The above discussed points give an idea of the major risks associated with a project being implemented with a public private partnership model (Chen et al. 2013). Addressing these risks is essential in order to ensure successful project completion with public private partnership (Siemiatycki 2013). The idea of public private partnership and its use in projects is emerging and therefore its application is expected to increase in due course of time. Australia has been making use of PPP over the years and has been able to successfully implement it.
Conclusion and Recommendations
The purpose of this report is to discuss the concept of PPP and its use in implementation of complex project. PPP is a long term contract between public and private sector. It is a funding model that is used for public infrastructure project. The majority of the risks in this project is borne by the private partner. There are certain models associated with public private partnership. PPP works on the principle that both of the parties are needed to invest in the project. A number of problems can be faced while acquiring investment from the private party. There are a number of issues and risks with Public Private Partnership as well. Higher quality and timely provisioning of the public services is however, one significant advantage of public private procurement.
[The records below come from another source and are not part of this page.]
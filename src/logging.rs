use tracing_subscriber::{fmt, EnvFilter};

/// Map the `-v` count to a filter directive
pub fn level_for_verbosity(verbosity: u8) -> &'static str {
    match verbosity {
        0 => "warn",
        1 => "info",
        _ => "debug",
    }
}

/// Initialize the tracing subscriber, writing to stderr.
///
/// With no `-v`, `RUST_LOG` is honoured and the level defaults to `warn`.
/// An explicit `-v` always wins over the environment.
pub fn init_tracing(verbosity: u8) {
    let default_level = level_for_verbosity(verbosity);
    let filter = if verbosity == 0 {
        EnvFilter::try_from_env("RUST_LOG").unwrap_or_else(|_| EnvFilter::new(default_level))
    } else {
        EnvFilter::new(default_level)
    };

    // try_init: a subscriber may already be installed (e.g. in tests)
    let _ = fmt()
        .with_env_filter(filter)
        .with_target(false)
        .with_writer(std::io::stderr)
        .try_init();
}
The report discuses and evaluates the concept of public private partnership and the processes by which this method can be advantageous for implementation of complex projects. Since the project is implemented on a partnership basis, the project is executed within the schedule. The efficiency in project implementation process increases as well. However, there are certain risks associated with PPP that are needed to be addressed. The recommendations for the use of PPP include accurate planning of the entire project implementation process.